The Role of the Supreme Court

US Supreme CourtInteresting coincidence. At around the same time that Donncha O’Connell, Dean of the Faculty of Law, NUI Galway was this week welcoming Justice Ruth Bader Ginsburg of the US Supreme Court to Galway [she was in Trinity the following day] and objecting to single judgments by the Irish Supreme Court, Justice Ginsburg’s boss, Chief Justice John Roberts, was telling law students in Northwestern University that his court should strive for precisely that, provoking a predictable storm of welcomes and worries.

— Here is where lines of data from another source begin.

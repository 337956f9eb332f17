//! Types shared by the Streamable HTTP server transport's
//! [`super::super::streamable_http_server::session`] module across both the
//! axum and actix-web adapters.

use std::sync::Arc;

use crate::model::ServerJsonRpcMessage;

/// Identifies one logical MCP session, carried in the `Mcp-Session-Id`
/// header on every request after `initialize`.
pub type SessionId = Arc<str>;

pub fn session_id() -> SessionId {
    uuid::Uuid::new_v4().to_string().into()
}

/// One SSE event a [`super::super::streamable_http_server::session::SessionManager`]
/// stream yields: a JSON-RPC message plus the event id used for
/// `Last-Event-ID`-based resumption.
#[derive(Debug, Clone)]
pub struct ServerSseMessage {
    pub event_id: Option<String>,
    pub message: ServerJsonRpcMessage,
}
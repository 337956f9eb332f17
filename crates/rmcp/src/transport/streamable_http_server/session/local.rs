//! In-memory [`SessionManager`] suitable for a single-process deployment.
//!
//! Sessions live in a `tokio::sync::RwLock<HashMap<...>>`; each one owns an
//! [`event_store::EventStore`] recording every message sent to the client so
//! that a dropped SSE stream can resume from `Last-Event-ID`, and a sender
//! half feeding the session's [`crate::service::Service`] dispatch loop.
//! A background task evicts sessions that have been idle past
//! [`LocalSessionManagerConfig::idle_timeout`].

use std::{
    collections::HashMap,
    sync::Arc,
    time::{Duration, Instant},
};

use thiserror::Error;
use tokio::sync::{Mutex, RwLock, mpsc};

use super::{ServerSseMessage, SessionId, SessionManager, event_store::{EventStore, WrongSessionEventId}};
use crate::{
    RoleServer,
    model::{ClientJsonRpcMessage, JsonRpcError, JsonRpcMessage, JsonRpcResponse, ServerJsonRpcMessage},
    transport::{Transport, common::server_side_http::session_id},
};

#[derive(Debug, Error)]
pub enum LocalSessionManagerError {
    #[error("session not found: {0}")]
    SessionNotFound(SessionId),
    #[error("session {0} is at capacity")]
    ChannelFull(SessionId),
    #[error("too many sessions (max {0})")]
    TooManySessions(usize),
    #[error(transparent)]
    WrongSessionEventId(#[from] WrongSessionEventId),
}

#[derive(Debug, Clone)]
pub struct LocalSessionManagerConfig {
    /// Reject `create_session` once this many sessions are live. `None` means
    /// unbounded.
    pub max_sessions: Option<usize>,
    /// A session with no traffic for longer than this is pruned by the
    /// background reaper. `None` disables idle eviction.
    pub idle_timeout: Option<Duration>,
    /// How often the reaper checks for idle sessions.
    pub reap_interval: Duration,
    /// Channel capacity for messages queued into a session's dispatch loop.
    pub channel_capacity: usize,
}

impl Default for LocalSessionManagerConfig {
    fn default() -> Self {
        Self {
            max_sessions: None,
            idle_timeout: Some(Duration::from_secs(30 * 60)),
            reap_interval: Duration::from_secs(60),
            channel_capacity: 64,
        }
    }
}

struct LocalSession {
    to_dispatch: mpsc::Sender<ClientJsonRpcMessage>,
    store: Arc<EventStore>,
    last_active: Mutex<Instant>,
}

impl LocalSession {
    async fn touch(&self) {
        *self.last_active.lock().await = Instant::now();
    }
}

/// The [`crate::transport::Transport`] half handed to [`crate::serve_server`]
/// for a session created by [`LocalSessionManager`].
pub struct LocalSessionTransport {
    from_client: mpsc::Receiver<ClientJsonRpcMessage>,
    store: Arc<EventStore>,
}

impl Transport<RoleServer> for LocalSessionTransport {
    type Error = std::io::Error;

    async fn send(&mut self, item: ServerJsonRpcMessage) -> Result<(), Self::Error> {
        self.store
            .push(ServerSseMessage {
                event_id: None,
                message: item,
            })
            .await;
        Ok(())
    }

    async fn receive(&mut self) -> Option<ClientJsonRpcMessage> {
        self.from_client.recv().await
    }
}

/// Default [`SessionManager`]: sessions and their event logs live entirely in
/// this process's memory.
pub struct LocalSessionManager {
    sessions: RwLock<HashMap<SessionId, Arc<LocalSession>>>,
    config: LocalSessionManagerConfig,
}

impl Default for LocalSessionManager {
    fn default() -> Self {
        Self::new(LocalSessionManagerConfig::default())
    }
}

impl LocalSessionManager {
    pub fn new(config: LocalSessionManagerConfig) -> Self {
        Self {
            sessions: RwLock::new(HashMap::new()),
            config,
        }
    }

    /// Spawns the idle-session reaper. Holding the returned handle isn't
    /// required - drop it to detach, or abort it to stop reaping early.
    pub fn spawn_reaper(self: &Arc<Self>) -> tokio::task::JoinHandle<()> {
        let manager = self.clone();
        tokio::spawn(async move {
            let Some(idle_timeout) = manager.config.idle_timeout else {
                return;
            };
            let mut interval = tokio::time::interval(manager.config.reap_interval);
            loop {
                interval.tick().await;
                let now = Instant::now();
                let mut expired = Vec::new();
                for (id, session) in manager.sessions.read().await.iter() {
                    if now.duration_since(*session.last_active.lock().await) >= idle_timeout {
                        expired.push(id.clone());
                    }
                }
                for id in expired {
                    tracing::info!(session_id = %id, "pruning idle session");
                    manager.sessions.write().await.remove(&id);
                }
            }
        })
    }

    async fn get(&self, id: &SessionId) -> Result<Arc<LocalSession>, LocalSessionManagerError> {
        self.sessions
            .read()
            .await
            .get(id)
            .cloned()
            .ok_or_else(|| LocalSessionManagerError::SessionNotFound(id.clone()))
    }

    /// Builds an event stream starting after `since`, stopping once it has
    /// yielded the response/error matching `stop_after`, or running forever
    /// if `stop_after` is `None`.
    fn subscribe(
        store: Arc<EventStore>,
        mut since: u64,
        stop_after: Option<crate::model::RequestId>,
    ) -> impl futures::Stream<Item = ServerSseMessage> + Send + 'static {
        async_stream::stream! {
            loop {
                let notified = store.notified();
                let pending = store.events_after(since).await;
                if pending.is_empty() {
                    notified.await;
                    continue;
                }
                for event in pending {
                    since = event.id;
                    let is_match = stop_after.as_ref().is_some_and(|id| {
                        matches!(
                            &event.message.message,
                            JsonRpcMessage::Response(JsonRpcResponse { id: resp_id, .. }) if resp_id == id
                        ) || matches!(
                            &event.message.message,
                            JsonRpcMessage::Error(JsonRpcError { id: err_id, .. }) if err_id == id
                        )
                    });
                    yield event.message;
                    if is_match {
                        return;
                    }
                }
            }
        }
    }
}

impl SessionManager for LocalSessionManager {
    type Error = LocalSessionManagerError;
    type Transport = LocalSessionTransport;

    async fn create_session(&self) -> Result<(SessionId, Self::Transport), Self::Error> {
        if let Some(max) = self.config.max_sessions {
            if self.sessions.read().await.len() >= max {
                return Err(LocalSessionManagerError::TooManySessions(max));
            }
        }

        let id = session_id();
        let (to_dispatch, from_client) = mpsc::channel(self.config.channel_capacity);
        let store = Arc::new(EventStore::new(id.clone()));

        self.sessions.write().await.insert(
            id.clone(),
            Arc::new(LocalSession {
                to_dispatch,
                store: store.clone(),
                last_active: Mutex::new(Instant::now()),
            }),
        );

        Ok((id, LocalSessionTransport { from_client, store }))
    }

    async fn initialize_session(
        &self,
        id: &SessionId,
        message: ClientJsonRpcMessage,
    ) -> Result<ServerJsonRpcMessage, Self::Error> {
        let session = self.get(id).await?;
        session.touch().await;
        session
            .to_dispatch
            .send(message)
            .await
            .map_err(|_| LocalSessionManagerError::ChannelFull(id.clone()))?;

        loop {
            let notified = session.store.notified();
            let pending = session.store.events_after(0).await;
            if let Some(first) = pending.into_iter().next() {
                return Ok(first.message.message);
            }
            notified.await;
        }
    }

    async fn has_session(&self, id: &SessionId) -> Result<bool, Self::Error> {
        Ok(self.sessions.read().await.contains_key(id))
    }

    async fn close_session(&self, id: &SessionId) -> Result<(), Self::Error> {
        self.sessions.write().await.remove(id);
        Ok(())
    }

    async fn create_stream(
        &self,
        id: &SessionId,
        message: ClientJsonRpcMessage,
    ) -> Result<impl futures::Stream<Item = ServerSseMessage> + Send + Sync + 'static, Self::Error>
    {
        let session = self.get(id).await?;
        session.touch().await;
        let request_id = message.clone().into_request().map(|(_, id)| id);
        let since = session.store.len().await;
        session
            .to_dispatch
            .send(message)
            .await
            .map_err(|_| LocalSessionManagerError::ChannelFull(id.clone()))?;
        Ok(Self::subscribe(session.store.clone(), since, request_id))
    }

    async fn accept_message(
        &self,
        id: &SessionId,
        message: ClientJsonRpcMessage,
    ) -> Result<(), Self::Error> {
        let session = self.get(id).await?;
        session.touch().await;
        session
            .to_dispatch
            .send(message)
            .await
            .map_err(|_| LocalSessionManagerError::ChannelFull(id.clone()))
    }

    async fn create_standalone_stream(
        &self,
        id: &SessionId,
    ) -> Result<impl futures::Stream<Item = ServerSseMessage> + Send + Sync + 'static, Self::Error>
    {
        let session = self.get(id).await?;
        session.touch().await;
        let since = session.store.len().await;
        Ok(Self::subscribe(session.store.clone(), since, None))
    }

    async fn resume(
        &self,
        id: &SessionId,
        last_event_id: String,
    ) -> Result<impl futures::Stream<Item = ServerSseMessage> + Send + Sync + 'static, Self::Error>
    {
        let session = self.get(id).await?;
        session.touch().await;
        let since = session.store.since_for_resume(&last_event_id)?;
        Ok(Self::subscribe(session.store.clone(), since, None))
    }
}

#[cfg(test)]
mod tests {
    use super::*;

    #[tokio::test]
    async fn create_and_close_session() {
        let manager = LocalSessionManager::default();
        let (id, _transport) = manager.create_session().await.unwrap();
        assert!(manager.has_session(&id).await.unwrap());
        manager.close_session(&id).await.unwrap();
        assert!(!manager.has_session(&id).await.unwrap());
    }

    #[tokio::test]
    async fn max_sessions_rejects_once_full() {
        let manager = LocalSessionManager::new(LocalSessionManagerConfig {
            max_sessions: Some(1),
            idle_timeout: None,
            ..Default::default()
        });
        let (_id, _t) = manager.create_session().await.unwrap();
        assert!(matches!(
            manager.create_session().await,
            Err(LocalSessionManagerError::TooManySessions(1))
        ));
    }

    #[tokio::test]
    async fn unknown_session_errors() {
        let manager = LocalSessionManager::default();
        let id: SessionId = "missing".to_owned().into();
        assert!(manager.has_session(&id).await.unwrap() == false);
        assert!(matches!(
            manager.close_session(&id).await,
            Ok(())
        ));
        assert!(matches!(
            manager
                .accept_message(
                    &id,
                    JsonRpcMessage::notification(
                        crate::model::ClientNotification::InitializedNotification(
                            Default::default()
                        )
                    )
                )
                .await,
            Err(LocalSessionManagerError::SessionNotFound(_))
        ));
    }
}
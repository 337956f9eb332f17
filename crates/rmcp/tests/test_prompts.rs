use rmcp::{
    handler::server::{ServerHandler, prompt::Arguments, router::Router},
    model::{GetPromptResult, PromptMessage, PromptMessageRole},
    service::{RequestContext, RoleServer},
};
use schemars::JsonSchema;
use serde::{Deserialize, Serialize};

/// Test prompt arguments for code review
#[derive(Debug, Serialize, Deserialize, JsonSchema)]
struct CodeReviewArgs {
    /// The file path to review
    file_path: String,
    /// Focus areas for the review
    #[serde(skip_serializing_if = "Option::is_none")]
    focus_areas: Option<Vec<String>>,
}

/// Test prompt arguments for debugging
#[derive(Debug, Serialize, Deserialize, JsonSchema)]
struct DebugAssistantArgs {
    /// The error message to debug
    error_message: String,
    /// The programming language
    language: String,
    /// Additional context
    #[serde(skip_serializing_if = "Option::is_none")]
    context: Option<String>,
}

struct TestPromptServer;

impl ServerHandler for TestPromptServer {}

/// A simple code review prompt
#[rmcp::prompt(
    name = "code_review",
    description = "Reviews code for best practices and potential issues"
)]
async fn code_review_prompt(
    _server: &TestPromptServer,
    Arguments(args): Arguments<CodeReviewArgs>,
    _ctx: RequestContext<RoleServer>,
) -> Result<Vec<PromptMessage>, rmcp::Error> {
    let mut messages = vec![PromptMessage::new_text(
        PromptMessageRole::User,
        format!("Please review the code in file: {}", args.file_path),
    )];

    if let Some(focus_areas) = args.focus_areas {
        messages.push(PromptMessage::new_text(
            PromptMessageRole::User,
            format!("Focus on these areas: {}", focus_areas.join(", ")),
        ));
    }

    messages.push(PromptMessage::new_text(
        PromptMessageRole::Assistant,
        "I'll help you review this code. Let me analyze it for best practices, potential bugs, and improvement opportunities.",
    ));

    Ok(messages)
}

/// A debugging assistant prompt
#[rmcp::prompt(name = "debug_assistant")]
async fn debug_assistant_prompt(
    _server: &TestPromptServer,
    Arguments(args): Arguments<DebugAssistantArgs>,
    _ctx: RequestContext<RoleServer>,
) -> Result<GetPromptResult, rmcp::Error> {
    let mut messages = vec![PromptMessage::new_text(
        PromptMessageRole::User,
        format!(
            "I'm getting this error in my {} code: {}",
            args.language, args.error_message
        ),
    )];

    if let Some(context) = args.context {
        messages.push(PromptMessage::new_text(
            PromptMessageRole::User,
            format!("Additional context: {}", context),
        ));
    }

    messages.push(PromptMessage::new_text(
        PromptMessageRole::Assistant,
        format!(
            "I'll help you debug this {} error. Let me analyze the error message and provide solutions.",
            args.language
        ),
    ));

    Ok(GetPromptResult {
        description: Some("Helps debug programming errors with detailed analysis".to_string()),
        messages,
    })
}

/// A simple greeting prompt without arguments
#[rmcp::prompt]
async fn greeting_prompt(
    _server: &TestPromptServer,
    _ctx: RequestContext<RoleServer>,
) -> Result<Vec<PromptMessage>, rmcp::Error> {
    Ok(vec![
        PromptMessage::new_text(
            PromptMessageRole::User,
            "Hello! I'd like to start a conversation.",
        ),
        PromptMessage::new_text(
            PromptMessageRole::Assistant,
            "Hello! I'm here to help. What would you like to discuss today?",
        ),
    ])
}

#[tokio::test]
async fn test_prompt_macro_basic() {
    // Test that the prompt attribute functions are generated
    let greeting = greeting_prompt_prompt_attr();
    assert_eq!(greeting.name, "greeting_prompt");
    assert_eq!(
        greeting.description.as_deref(),
        Some("A simple greeting prompt without arguments")
    );
    assert!(greeting.arguments.is_none());

    let code_review = code_review_prompt_prompt_attr();
    assert_eq!(code_review.name, "code_review");
    assert_eq!(
        code_review.description.as_deref(),
        Some("Reviews code for best practices and potential issues")
    );
    assert!(code_review.arguments.is_some());

    let debug_assistant = debug_assistant_prompt_prompt_attr();
    assert_eq!(debug_assistant.name, "debug_assistant");
    assert!(debug_assistant.arguments.is_some());
}

#[tokio::test]
async fn test_prompt_router() {
    // Create prompt routes manually
    let greeting_route = rmcp::handler::server::router::prompt::PromptRoute::new(
        greeting_prompt_prompt_attr(),
        greeting_prompt,
    );
    let code_review_route = rmcp::handler::server::router::prompt::PromptRoute::new(
        code_review_prompt_prompt_attr(),
        code_review_prompt,
    );
    let debug_assistant_route = rmcp::handler::server::router::prompt::PromptRoute::new(
        debug_assistant_prompt_prompt_attr(),
        debug_assistant_prompt,
    );

    let server = Router::new(TestPromptServer)
        .with_prompt(greeting_route)
        .with_prompt(code_review_route)
        .with_prompt(debug_assistant_route);

    // Test list prompts
    let prompts = server.prompt_router.list_all();
    assert_eq!(prompts.len(), 3);

    let prompt_names: Vec<_> = prompts.iter().map(|p| p.name.as_str()).collect();
    assert!(prompt_names.contains(&"greeting_prompt"));
    assert!(prompt_names.contains(&"code_review"));
    assert!(prompt_names.contains(&"debug_assistant"));
}

#[tokio::test]
async fn test_prompt_arguments_schema() {
    let code_review = code_review_prompt_prompt_attr();
    let args = code_review.arguments.unwrap();

    // Should have two arguments: file_path (required) and focus_areas (optional)
    assert_eq!(args.len(), 2);

    let file_path_arg = args.iter().find(|a| a.name == "file_path").unwrap();
    assert_eq!(file_path_arg.required, Some(true));
    assert_eq!(
        file_path_arg.description.as_deref(),
        Some("The file path to review")
    );

    let focus_areas_arg = args.iter().find(|a| a.name == "focus_areas").unwrap();
    assert_eq!(focus_areas_arg.required, Some(false));
    assert_eq!(
        focus_areas_arg.description.as_deref(),
        Some("Focus areas for the review")
    );
}

#[tokio::test]
async fn test_prompt_route_creation() {
    // Test that prompt routes can be created
    let route = rmcp::handler::server::router::prompt::PromptRoute::new(
        code_review_prompt_prompt_attr(),
        code_review_prompt,
    );

    assert_eq!(route.name(), "code_review");
}

// Additional integration tests would require a full server setup
// These tests demonstrate the basic functionality of the prompt system

use std::{future::Future, pin::Pin};

use crate::{error::ErrorData as McpError, model::*, service::RequestContext};

/// Trait for providing custom completion logic
///
/// Implement this trait to provide context-aware completion suggestions
/// for prompts and resource templates in your MCP server.
pub trait CompletionProvider {
    /// Provide completion suggestions for a prompt argument
    ///
    /// # Arguments
    /// * `prompt_name` - Name of the prompt being completed
    /// * `argument_name` - Name of the argument being completed
    /// * `current_value` - Current partial value of the argument
    /// * `context` - Previously resolved arguments that can inform completion
    ///
    /// # Returns
    /// CompletionInfo with suggestions, pagination info, and total count
    fn complete_prompt_argument<'a>(
        &'a self,
        prompt_name: &'a str,
        argument_name: &'a str,
        current_value: &'a str,
        context: Option<&'a CompletionContext>,
    ) -> Pin<Box<dyn Future<Output = Result<CompletionInfo, McpError>> + Send + 'a>>;

    /// Provide completion suggestions for a resource template URI
    ///
    /// # Arguments  
    /// * `uri_template` - URI template pattern being completed
    /// * `argument_name` - Name of the URI parameter being completed
    /// * `current_value` - Current partial value of the parameter
    /// * `context` - Previously resolved arguments that can inform completion
    ///
    /// # Returns
    /// CompletionInfo with suggestions, pagination info, and total count
    fn complete_resource_argument<'a>(
        &'a self,
        uri_template: &'a str,
        argument_name: &'a str,
        current_value: &'a str,
        context: Option<&'a CompletionContext>,
    ) -> Pin<Box<dyn Future<Output = Result<CompletionInfo, McpError>> + Send + 'a>>;
}

/// Default completion provider with optimized fuzzy matching
#[derive(Debug, Clone, Default)]
pub struct DefaultCompletionProvider {
    /// Maximum number of suggestions to return
    pub max_suggestions: usize,
}

impl DefaultCompletionProvider {
    /// Create a new default completion provider
    pub fn new() -> Self {
        Self {
            max_suggestions: CompletionInfo::MAX_VALUES,
        }
    }

    /// Create with custom max suggestions limit
    pub fn with_max_suggestions(max_suggestions: usize) -> Self {
        Self {
            max_suggestions: max_suggestions.min(CompletionInfo::MAX_VALUES),
        }
    }

    /// Perform optimized fuzzy string matching
    pub fn fuzzy_match(&self, query: &str, candidates: &[String]) -> Vec<String> {
        if query.is_empty() {
            return candidates
                .iter()
                .take(self.max_suggestions)
                .cloned()
                .collect();
        }

        // Pre-allocate with capacity to avoid reallocations
        let mut scored_indices: Vec<(usize, usize)> =
            Vec::with_capacity(candidates.len().min(self.max_suggestions * 2));

        for (idx, candidate) in candidates.iter().enumerate() {
            if let Some(score) = self.calculate_match_score(query, candidate) {
                scored_indices.push((idx, score));
            }
        }

        // Use partial sort for top-k selection instead of full sort
        if scored_indices.len() > self.max_suggestions {
            scored_indices.select_nth_unstable_by(self.max_suggestions, |a, b| {
                b.1.cmp(&a.1)
                    .then_with(|| candidates[a.0].cmp(&candidates[b.0]))
            });
            scored_indices.truncate(self.max_suggestions);
        }

        // Sort the selected top elements by score and name
        scored_indices.sort_unstable_by(|a, b| {
            b.1.cmp(&a.1)
                .then_with(|| candidates[a.0].cmp(&candidates[b.0]))
        });

        // Return cloned strings only for the final result set
        scored_indices
            .into_iter()
            .map(|(idx, _)| candidates[idx].clone())
            .collect()
    }

    /// Calculate match score without string allocations
    fn calculate_match_score(&self, query: &str, candidate: &str) -> Option<usize> {
        // Case-insensitive matching using char comparison to avoid allocations
        let query_chars: Vec<char> = query.chars().map(|c| c.to_ascii_lowercase()).collect();
        let candidate_chars: Vec<char> =
            candidate.chars().map(|c| c.to_ascii_lowercase()).collect();

        // Check if query matches candidate
        if !self.contains_subsequence(&candidate_chars, &query_chars) {
            return None;
        }

        // Calculate score based on match quality
        let score = if candidate_chars.len() == query_chars.len() && candidate_chars == query_chars
        {
            // Exact match gets highest score
            1000
        } else if candidate_chars.len() >= query_chars.len()
            && candidate_chars[..query_chars.len()] == query_chars
        {
            // Prefix match gets high score, penalized by query length
            500 - query_chars.len()
        } else {
            // Substring match gets lower score, bonus for early position
            if let Some(pos) = self.find_subsequence_position(&candidate_chars, &query_chars) {
                100 - pos.min(100)
            } else {
                // Fuzzy match (characters present but not contiguous)
                10
            }
        };

        Some(score)
    }

    /// Check if candidate contains query as subsequence (case-insensitive)
    fn contains_subsequence(&self, candidate_chars: &[char], query_chars: &[char]) -> bool {
        if query_chars.is_empty() {
            return true;
        }
        if candidate_chars.len() < query_chars.len() {
            return false;
        }

        let mut query_idx = 0;
        for &candidate_char in candidate_chars {
            if query_idx < query_chars.len() && candidate_char == query_chars[query_idx] {
                query_idx += 1;
                if query_idx == query_chars.len() {
                    return true;
                }
            }
        }
        false
    }

    /// Find position of contiguous subsequence match
    fn find_subsequence_position(
        &self,
        candidate_chars: &[char],
        query_chars: &[char],
    ) -> Option<usize> {
        if query_chars.is_empty() {
            return Some(0);
        }
        if candidate_chars.len() < query_chars.len() {
            return None;
        }

        (0..=(candidate_chars.len() - query_chars.len()))
            .find(|&i| candidate_chars[i..i + query_chars.len()] == *query_chars)
    }
}

impl CompletionProvider for DefaultCompletionProvider {
    fn complete_prompt_argument<'a>(
        &'a self,
        _prompt_name: &'a str,
        _argument_name: &'a str,
        current_value: &'a str,
        _context: Option<&'a CompletionContext>,
    ) -> Pin<Box<dyn Future<Output = Result<CompletionInfo, McpError>> + Send + 'a>> {
        Box::pin(async move {
            // Default implementation provides basic completion examples
            let candidates = vec![
                "example_value".to_string(),
                "sample_input".to_string(),
                "test_data".to_string(),
                "placeholder".to_string(),
            ];

            let matches = self.fuzzy_match(current_value, &candidates);

            CompletionInfo::with_all_values(matches).map_err(|e| McpError::internal_error(e, None))
        })
    }

    fn complete_resource_argument<'a>(
        &'a self,
        _uri_template: &'a str,
        _argument_name: &'a str,
        current_value: &'a str,
        _context: Option<&'a CompletionContext>,
    ) -> Pin<Box<dyn Future<Output = Result<CompletionInfo, McpError>> + Send + 'a>> {
        Box::pin(async move {
            // Default implementation provides basic URI completion examples
            let candidates = vec![
                "file://path/to/resource".to_string(),
                "http://example.com/api".to_string(),
                "memory://cache/key".to_string(),
                "db://table/record".to_string(),
            ];

            let matches = self.fuzzy_match(current_value, &candidates);

            CompletionInfo::with_all_values(matches).map_err(|e| McpError::internal_error(e, None))
        })
    }
}

/// Completion handler that delegates to a CompletionProvider
pub async fn handle_completion<P: CompletionProvider>(
    provider: &P,
    request: &CompleteRequestParam,
    _context: &RequestContext<crate::service::RoleServer>,
) -> Result<CompleteResult, McpError> {
    // Validate request parameters
    if request.argument.name.is_empty() {
        return Err(McpError::invalid_params(
            "Argument name cannot be empty",
            None,
        ));
    }

    // Route to appropriate completion handler based on reference type
    let completion = match &request.r#ref {
        CompletionReference::Prompt { name } => {
            provider
                .complete_prompt_argument(
                    name,
                    &request.argument.name,
                    &request.argument.value,
                    request.context.as_ref(),
                )
                .await?
        }
        CompletionReference::Resource { uri } => {
            provider
                .complete_resource_argument(
                    uri,
                    &request.argument.name,
                    &request.argument.value,
                    request.context.as_ref(),
                )
                .await?
        }
    };

    Ok(CompleteResult { completion })
}

#[cfg(test)]
mod tests {
    use std::collections::HashMap;

    use super::*;

    #[tokio::test]
    async fn test_default_completion_provider() {
        let provider = DefaultCompletionProvider::new();

        let result = provider
            .complete_prompt_argument("test_prompt", "arg", "ex", None)
            .await
            .unwrap();

        assert!(!result.values.is_empty());
        assert!(result.values.iter().any(|v| v.contains("example")));
    }

    #[tokio::test]
    async fn test_completion_with_context() {
        let provider = DefaultCompletionProvider::new();

        let mut args = HashMap::new();
        args.insert("prev_arg".to_string(), "some_value".to_string());
        let context = CompletionContext::with_arguments(args);

        let result = provider
            .complete_prompt_argument("test_prompt", "arg", "test", Some(&context))
            .await
            .unwrap();

        assert!(!result.values.is_empty());
    }

    #[tokio::test]
    async fn test_fuzzy_matching() {
        let provider = DefaultCompletionProvider::new();
        let candidates = vec![
            "hello_world".to_string(),
            "hello_rust".to_string(),
            "world_peace".to_string(),
            "rust_lang".to_string(),
        ];

        let matches = provider.fuzzy_match("hello", &candidates);
        assert_eq!(matches.len(), 2);
        assert!(matches.contains(&"hello_world".to_string()));
        assert!(matches.contains(&"hello_rust".to_string()));
    }
}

These two speeches neatly encapsulate an important philosophical constitutional debate both in the US and in Ireland. It is a debate between those who think that a Supreme Court (as a court of final appeal) should be prepared to articulate broad principles to guide lower courts and the future development of the law, and those who think that, as a court, it should avoid political controversy as much as possible by deciding only the individual case before it. In truth, it is an irresolvable conflict of judicial-political dogma. Those on one side will not change the minds of those on the other, but they can influence the undecided observers. And this raises a sub-theme with which I have more sympathy: that, whatever direction the courts take in a given case or over time, they should do it as well as possible – good judicial craft will go a long way towards making either choice acceptable, palatable or persuasive.